Книга Плеханова “Социализм и политическая борьба” произвела в России впечатление идейного переворота. Подобно тому, как “первым profession de foi всемирного социализма” был “Манифест Коммунистической партии” Маркса и Энгельса, она представила собой “первое profession de foi русского социал-демократизма”[48]. Народники встретили ее в штыки, но, прежде чем они успели подготовиться к надлежащему отпору, Плеханов выступил с новой, еще более капитальной работой — “Наши разногласия” (январь 1885 г.).
Если в первой книге Плеханов опроверг тактические основы народничества, то в “Наших разногласиях” он ударил по его идейным корням — основополагающим представлениям народников о возможности для России миновать капитализм. Плеханов первым дал марксистский анализ экономики России, доказав с фактами в руках, что страна уже твердо и необратимо встала на путь капитализма. Так он подорвал самый фундамент, на котором строилась народническая доктрина. Силой фактов и логики он убеждал в том, что поток русского капитализма “уже нельзя остановить, еще менее можно его высушить”, но русские революционеры могут и должны “воспользоваться, в интересах революции и трудящегося населения, совершающимся в России социально-экономическим переворотом”[49].

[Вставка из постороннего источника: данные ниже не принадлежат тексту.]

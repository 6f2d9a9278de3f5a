//! Type-erased request handles.
//!
//! [`ActiveRequest`] borrows a request for as long as it is being
//! evaluated, which is all cycle detection needs. [`AnyRequest`] owns a
//! shared copy and can be kept around: in a cycle error, or as a node of
//! the dependency graph. Both are a pointer and a hash wide, no matter how
//! large the request's inputs are.

use fxhash::FxHasher64;
use std::{
    any::Any,
    fmt,
    hash::{Hash, Hasher},
    rc::Rc,
};

use crate::{diagnostics::Diagnostics, request::Request, type_id::RequestTypeId};

/// The operations every request supports once its type is forgotten.
pub(crate) trait ErasedRequest {
    fn request_type_id(&self) -> RequestTypeId;
    fn request_name(&self) -> &'static str;
    fn as_any(&self) -> &dyn Any;
    fn hash_value(&self) -> u64;
    fn equals(&self, other: &dyn ErasedRequest) -> bool;
    fn fmt_request(&self, f: &mut fmt::Formatter<'_>) -> fmt::Result;
    fn diagnose_cycle(&self, diags: &mut Diagnostics);
    fn note_cycle_step(&self, diags: &mut Diagnostics);
    fn to_any_request(&self) -> AnyRequest;
}

impl<R: Request> ErasedRequest for R {
    fn request_type_id(&self) -> RequestTypeId {
        R::ID
    }

    fn request_name(&self) -> &'static str {
        R::NAME
    }

    fn as_any(&self) -> &dyn Any {
        self
    }

    fn hash_value(&self) -> u64 {
        let mut hasher = FxHasher64::default();
        R::ID.hash(&mut hasher);
        self.hash(&mut hasher);
        hasher.finish()
    }

    fn equals(&self, other: &dyn ErasedRequest) -> bool {
        if other.request_type_id() != R::ID {
            return false;
        }

        other
            .as_any()
            .downcast_ref::<R>()
            .map_or(false, |other| self == other)
    }

    fn fmt_request(&self, f: &mut fmt::Formatter<'_>) -> fmt::Result {
        fmt::Display::fmt(self, f)
    }

    fn diagnose_cycle(&self, diags: &mut Diagnostics) {
        Request::diagnose_cycle(self, diags);
    }

    fn note_cycle_step(&self, diags: &mut Diagnostics) {
        Request::note_cycle_step(self, diags);
    }

    fn to_any_request(&self) -> AnyRequest {
        AnyRequest::new(self.clone())
    }
}

fn downcast<R: Request>(request: &dyn ErasedRequest) -> Option<&R> {
    if request.request_type_id() == R::ID {
        request.as_any().downcast_ref()
    } else {
        None
    }
}

const EMPTY_MARKER: u64 = 0;
const TOMBSTONE_MARKER: u64 = 1;

/// An owned request of any type.
///
/// Besides real requests, an `AnyRequest` can be one of two markers,
/// [`empty`](AnyRequest::empty) and [`tombstone`](AnyRequest::tombstone),
/// which hold no request and only compare equal to themselves.
#[derive(Clone)]
pub struct AnyRequest {
    /// The request's hash, or which marker this is when `request` is `None`.
    hash: u64,
    request: Option<Rc<dyn ErasedRequest>>,
}

impl AnyRequest {
    pub fn new<R: Request>(request: R) -> Self {
        Self {
            hash: ErasedRequest::hash_value(&request),
            request: Some(Rc::new(request)),
        }
    }

    pub const fn empty() -> Self {
        Self {
            hash: EMPTY_MARKER,
            request: None,
        }
    }

    pub const fn tombstone() -> Self {
        Self {
            hash: TOMBSTONE_MARKER,
            request: None,
        }
    }

    /// Returns whether this is one of the markers rather than a request.
    pub fn is_marker(&self) -> bool {
        self.request.is_none()
    }

    fn erased(&self) -> Option<&dyn ErasedRequest> {
        self.request.as_deref()
    }

    pub fn type_id(&self) -> Option<RequestTypeId> {
        self.erased().map(|request| request.request_type_id())
    }

    pub fn name(&self) -> Option<&'static str> {
        self.erased().map(|request| request.request_name())
    }

    /// The request, if it is an `R`.
    pub fn downcast<R: Request>(&self) -> Option<&R> {
        downcast(self.erased()?)
    }

    /// Reports that this request depends on itself. Markers report nothing.
    pub fn diagnose_cycle(&self, diags: &mut Diagnostics) {
        if let Some(request) = self.erased() {
            request.diagnose_cycle(diags);
        }
    }

    /// Reports that this request is a step of a cycle. Markers report
    /// nothing.
    pub fn note_cycle_step(&self, diags: &mut Diagnostics) {
        if let Some(request) = self.erased() {
            request.note_cycle_step(diags);
        }
    }
}

impl PartialEq for AnyRequest {
    fn eq(&self, other: &Self) -> bool {
        if self.hash != other.hash {
            return false;
        }

        match (self.erased(), other.erased()) {
            (Some(lhs), Some(rhs)) => lhs.equals(rhs),
            (None, None) => true,
            _ => false,
        }
    }
}

impl Eq for AnyRequest {}

impl Hash for AnyRequest {
    fn hash<H: Hasher>(&self, state: &mut H) {
        self.is_marker().hash(state);
        state.write_u64(self.hash);
    }
}

impl fmt::Display for AnyRequest {
    fn fmt(&self, f: &mut fmt::Formatter<'_>) -> fmt::Result {
        match self.erased() {
            Some(request) => request.fmt_request(f),
            None if self.hash == EMPTY_MARKER => f.write_str("<empty>"),
            None => f.write_str("<tombstone>"),
        }
    }
}

impl fmt::Debug for AnyRequest {
    fn fmt(&self, f: &mut fmt::Formatter<'_>) -> fmt::Result {
        match self.type_id() {
            Some(id) => write!(f, "AnyRequest({:?}, {})", id, self),
            None => write!(f, "AnyRequest({})", self),
        }
    }
}

/// A request that is currently being evaluated, borrowed from the frame
/// that evaluates it.
#[derive(Clone, Copy)]
pub struct ActiveRequest<'a> {
    request: &'a dyn ErasedRequest,
    hash: u64,
}

impl<'a> ActiveRequest<'a> {
    pub fn new<R: Request>(request: &'a R) -> Self {
        Self {
            request,
            hash: ErasedRequest::hash_value(request),
        }
    }

    pub fn type_id(&self) -> RequestTypeId {
        self.request.request_type_id()
    }

    pub fn name(&self) -> &'static str {
        self.request.request_name()
    }

    pub fn downcast<R: Request>(&self) -> Option<&'a R> {
        downcast(self.request)
    }

    pub fn diagnose_cycle(&self, diags: &mut Diagnostics) {
        self.request.diagnose_cycle(diags);
    }

    pub fn note_cycle_step(&self, diags: &mut Diagnostics) {
        self.request.note_cycle_step(diags);
    }

    /// Copies the request into an owned handle.
    pub fn to_any_request(&self) -> AnyRequest {
        self.request.to_any_request()
    }
}

impl PartialEq for ActiveRequest<'_> {
    fn eq(&self, other: &Self) -> bool {
        self.hash == other.hash && self.request.equals(other.request)
    }
}

impl Eq for ActiveRequest<'_> {}

impl Hash for ActiveRequest<'_> {
    fn hash<H: Hasher>(&self, state: &mut H) {
        state.write_u64(self.hash);
    }
}

impl fmt::Display for ActiveRequest<'_> {
    fn fmt(&self, f: &mut fmt::Formatter<'_>) -> fmt::Result {
        self.request.fmt_request(f)
    }
}

impl fmt::Debug for ActiveRequest<'_> {
    fn fmt(&self, f: &mut fmt::Formatter<'_>) -> fmt::Result {
        write!(f, "ActiveRequest({:?}, {})", self.type_id(), self)
    }
}

#[cfg(test)]
mod tests {
    use super::*;
    use crate::test_requests::{Product, Sum};
    use fxhash::hash64;
    use std::mem::size_of;

    #[test]
    fn handles_stay_small() {
        assert!(size_of::<ActiveRequest<'_>>() <= 2 * size_of::<usize>() + size_of::<u64>());
        assert!(size_of::<AnyRequest>() <= 2 * size_of::<usize>() + size_of::<u64>());
    }

    #[test]
    fn equal_requests_make_equal_handles() {
        let lhs = Sum::new((2, 3));
        let rhs = Sum::new((2, 3));
        assert_eq!(ActiveRequest::new(&lhs), ActiveRequest::new(&rhs));
        assert_eq!(AnyRequest::new(lhs.clone()), AnyRequest::new(rhs));
        assert_eq!(
            hash64(&ActiveRequest::new(&lhs)),
            hash64(&ActiveRequest::new(&lhs.clone()))
        );
    }

    #[test]
    fn different_types_with_equal_inputs_differ() {
        let sum = Sum::new((2, 3));
        let product = Product::new((2, 3));
        assert_ne!(ActiveRequest::new(&sum), ActiveRequest::new(&product));
        assert_ne!(AnyRequest::new(sum), AnyRequest::new(product));
    }

    #[test]
    fn markers_only_equal_themselves() {
        let request = AnyRequest::new(Sum::new((0, 0)));
        assert_eq!(AnyRequest::empty(), AnyRequest::empty());
        assert_eq!(AnyRequest::tombstone(), AnyRequest::tombstone());
        assert_ne!(AnyRequest::empty(), AnyRequest::tombstone());
        assert_ne!(AnyRequest::empty(), request);
        assert_ne!(request, AnyRequest::tombstone());
        assert!(AnyRequest::empty().is_marker());
        assert!(!request.is_marker());
        assert_eq!(AnyRequest::empty().type_id(), None);
    }

    #[test]
    fn downcast_checks_the_type() {
        let sum = Sum::new((1, 2));
        let active = ActiveRequest::new(&sum);
        assert_eq!(active.downcast::<Sum>(), Some(&sum));
        assert_eq!(active.downcast::<Product>(), None);

        let owned = active.to_any_request();
        assert_eq!(owned.downcast::<Sum>(), Some(&sum));
        assert_eq!(owned.downcast::<Product>(), None);
        assert_eq!(AnyRequest::tombstone().downcast::<Sum>(), None);
    }

    #[test]
    fn displays_like_the_request() {
        let sum = Sum::new((1, 2));
        assert_eq!(ActiveRequest::new(&sum).to_string(), "Sum(1, 2)");
        assert_eq!(AnyRequest::new(sum).to_string(), "Sum(1, 2)");
        assert_eq!(AnyRequest::empty().to_string(), "<empty>");
    }

    #[test]
    fn cycle_diagnostics_are_forwarded() {
        let sum = Sum::new((1, 2));
        let mut diags = Diagnostics::new();
        ActiveRequest::new(&sum).diagnose_cycle(&mut diags);
        AnyRequest::new(sum).note_cycle_step(&mut diags);
        AnyRequest::empty().note_cycle_step(&mut diags);

        let messages: Vec<_> = diags.iter().map(|diag| diag.message.as_str()).collect();
        assert_eq!(
            messages,
            ["circular reference", "circular reference through `Sum(1, 2)`"]
        );
    }
}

Таким образом, переход от народничества к марксизму означал в представлении Плеханова развитие русского социализма от утопии к науке. Однако русские социал-демократы, стремясь форсировать этот процесс, так его утрировали, что Н. А. Бердяев был вправе заключить: после краха народничества им понадобился новый революционный миф — “и миф о народе был заменен мифом о пролетариате”[50].